Spatial transcriptomics analysis uncovers ER stress in MANF-deficient Purkinje cells underlying alcohol-induced cerebellar neurodegeneration in mice.

Alcohol use disorders (AUD) is one of the most prevalent mental disorders in the United States affecting more than 10% of the adult population. Cerebellar atrophy and Purkinje cell (PC) degeneration are frequently observed in patients with AUD. Alcohol can cause endoplasmic reticulum (ER) stress in PCs and alter PC structure and function. Mesencephalic astrocyte-derived neurotrophic factor (MANF) is an ER stress inducible protein highly expressed in PCs. It is neuroprotective in various ER stress-related pathological conditions. However, it is unknown whether MANF plays a role in protecting PCs from alcohol-induced ER stress and neurodegeneration. In this study, we generated PC-specific MANF knockout (KO) mouse model to test the hypothesis that MANF-deficient PCs are more susceptible to alcohol-induced ER stress and neurodegeneration in the adult brain. We employed a binge alcohol exposure paradigm and tested the effect of alcohol and MANF deficiency on molecular, cellular, and behavioral outcomes in the adult animals. We also performed spatial transcriptomics and high throughput in situ analyses to profile gene expression changes in response to MANF deficiency. We found that alcohol exacerbated the motor function deficits in PC-specific MANF KO animals. Interestingly, female KOs were more sensitive to alcohol-induced motor function impairments than male KOs. In accordance with the behavior changes, alcohol exposure activated the unfolded protein response (UPR), increased intranuclear expression of calcium binding protein, and caused PC degeneration in female but not male MANF KO mice.
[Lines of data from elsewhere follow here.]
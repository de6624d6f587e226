//! Reliability scorer — turns an endpoint's history into a comparable score.
//!
//! ```text
//! latency_score = max(0, 100 − latency_ms / decay_divisor)
//! score         = latency_score × latency_weight + success_rate × 100 × uptime_weight
//! ```
//!
//! Scores are recomputed on every selection and never stored.

use serde::{Deserialize, Serialize};

use crate::registry::EndpointRecord;

/// Upper bound of every score.
pub const MAX_SCORE: f64 = 100.0;

/// Tunable weights of the reliability score.
#[derive(Debug, Clone, Copy, PartialEq, Serialize, Deserialize)]
#[serde(default)]
pub struct ScoringWeights {
    pub latency_weight: f64,
    pub uptime_weight: f64,
    /// Milliseconds of latency that cost one latency point.
    pub latency_decay_divisor: f64,
}

impl Default for ScoringWeights {
    fn default() -> Self {
        Self {
            latency_weight: 0.3,
            uptime_weight: 0.7,
            latency_decay_divisor: 10.0,
        }
    }
}

/// A record paired with its score at read time.
#[derive(Debug, Clone, PartialEq)]
pub struct ScoredEndpoint {
    pub record: EndpointRecord,
    pub score: f64,
}

/// Score a record in `[0, 100]`; anything not online scores zero.
pub fn score(record: &EndpointRecord, weights: &ScoringWeights) -> f64 {
    if !record.is_online() {
        return 0.0;
    }
    let latency_ms = record.latency_ms.unwrap_or(u64::MAX) as f64;
    let divisor = if weights.latency_decay_divisor > 0.0 {
        weights.latency_decay_divisor
    } else {
        ScoringWeights::default().latency_decay_divisor
    };
    let latency_score = (MAX_SCORE - latency_ms / divisor).max(0.0);
    let uptime_score = record.success_rate() * MAX_SCORE;

    let total = latency_score * weights.latency_weight.max(0.0)
        + uptime_score * weights.uptime_weight.max(0.0);
    if total.is_finite() {
        total.clamp(0.0, MAX_SCORE)
    } else {
        0.0
    }
}

/// Score each record, preserving input order.
pub fn score_all(records: Vec<EndpointRecord>, weights: &ScoringWeights) -> Vec<ScoredEndpoint> {
    records
        .into_iter()
        .map(|record| {
            let score = score(&record, weights);
            ScoredEndpoint { record, score }
        })
        .collect()
}

#[cfg(test)]
mod tests {
    use super::*;
    use crate::transport::EndpointStatus;

    fn online(latency_ms: u64, success: u64, failure: u64) -> EndpointRecord {
        EndpointRecord {
            status: EndpointStatus::Online,
            latency_ms: Some(latency_ms),
            success_count: success,
            failure_count: failure,
            chain_id: Some(56),
            ..EndpointRecord::new("https://a.com")
        }
    }

    #[test]
    fn not_online_scores_zero() {
        let w = ScoringWeights::default();
        let mut rec = online(10, 10, 0);
        rec.status = EndpointStatus::Offline;
        assert_eq!(score(&rec, &w), 0.0);
        rec.status = EndpointStatus::Unknown;
        assert_eq!(score(&rec, &w), 0.0);
    }

    #[test]
    fn default_weights_match_reference_values() {
        let w = ScoringWeights::default();
        // 50ms: latency 95 × 0.3 + 100 × 0.7
        assert!((score(&online(50, 1, 0), &w) - 98.5).abs() < 1e-9);
        // 400ms: latency 60 × 0.3 + 100 × 0.7
        assert!((score(&online(400, 1, 0), &w) - 88.0).abs() < 1e-9);
        // latency floors at zero past one second
        assert!((score(&online(5_000, 1, 1), &w) - 35.0).abs() < 1e-9);
    }

    #[test]
    fn scores_stay_in_range() {
        let w = ScoringWeights::default();
        for latency in [0, 1, 999, 1000, 60_000] {
            for (s, f) in [(0, 0), (1, 0), (0, 5), (3, 7), (1000, 1)] {
                let v = score(&online(latency, s, f), &w);
                assert!((0.0..=MAX_SCORE).contains(&v), "score {v} out of range");
            }
        }
        let heavy = ScoringWeights {
            latency_weight: 5.0,
            uptime_weight: 5.0,
            latency_decay_divisor: 10.0,
        };
        assert_eq!(score(&online(0, 1, 0), &heavy), MAX_SCORE);
    }

    #[test]
    fn monotonic_in_success_rate_and_latency() {
        let w = ScoringWeights::default();
        let mut prev = -1.0;
        for success in 0..=10 {
            let v = score(&online(200, success, 10 - success), &w);
            assert!(v >= prev);
            prev = v;
        }
        let mut prev = f64::MAX;
        for latency in (0..=1500).step_by(50) {
            let v = score(&online(latency, 4, 1), &w);
            assert!(v <= prev);
            prev = v;
        }
    }

    #[test]
    fn slow_reliable_beats_fast_flaky() {
        let w = ScoringWeights::default();
        let slow = score(&online(800, 10, 0), &w);
        let fast = score(&online(20, 5, 5), &w);
        assert!(slow > fast);
    }

    #[test]
    fn weights_deserialize_with_defaults() {
        let w: ScoringWeights = serde_json::from_str(r#"{"latency_weight":0.5}"#).unwrap();
        assert_eq!(w.latency_weight, 0.5);
        assert_eq!(w.uptime_weight, 0.7);
    }
}
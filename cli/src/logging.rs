//! Tracing initialisation.

use std::collections::BTreeMap;

use serde::{Deserialize, Serialize};
use tracing_subscriber::{fmt, layer::SubscriberExt, util::SubscriberInitExt, EnvFilter};

#[derive(Debug, Clone, PartialEq, Eq, Serialize, Deserialize)]
#[serde(default)]
pub struct LogConfig {
    /// Global default level: "trace" | "debug" | "info" | "warn" | "error"
    pub level: String,
    /// Override per component: crate name → level
    pub components: BTreeMap<String, String>,
    /// Emit JSON structured logs instead of human-readable text
    pub json: bool,
}

impl Default for LogConfig {
    fn default() -> Self {
        Self {
            level: "warn".into(),
            components: BTreeMap::new(),
            json: false,
        }
    }
}

impl LogConfig {
    /// `"warn,chainpulse_core=debug"` style directives.
    pub fn directives(&self) -> String {
        let mut directives = self.level.clone();
        for (component, level) in &self.components {
            directives.push_str(&format!(",{}={}", component.replace('-', "_"), level));
        }
        directives
    }
}

/// Install the global subscriber. `RUST_LOG`, when set, wins over `config`.
/// Logs go to stderr so command output stays machine-readable.
pub fn init_tracing(config: &LogConfig) {
    let filter = EnvFilter::try_from_default_env()
        .or_else(|_| EnvFilter::try_new(config.directives()))
        .unwrap_or_else(|_| EnvFilter::new("warn"));

    if config.json {
        tracing_subscriber::registry()
            .with(filter)
            .with(fmt::layer().json().with_writer(std::io::stderr))
            .init();
    } else {
        tracing_subscriber::registry()
            .with(filter)
            .with(fmt::layer().with_writer(std::io::stderr))
            .init();
    }
}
Spatial transcriptomics and high throughput Xenium in situ analyses revealed that MANF deficiency altered the transcriptomic landscape in PCs in a sex-specific manner and triggered the expression of genes involved in protein folding and transportation, and response to ER stress. Our study reveals that MANF-deficient PCs are predisposed with a higher risk to UPR activation and disrupted calcium homeostasis in a sex-dependent manner, which may underline their sex-specific vulnerability to alcohol-induced neurodegeneration. These findings suggest that ER stress plays a significant role in alcohol-triggered neurodegenerative process in the cerebellum, and MANF may possess therapeutic potentials in AUD via its capacity in restoring ER and calcium homeostasis.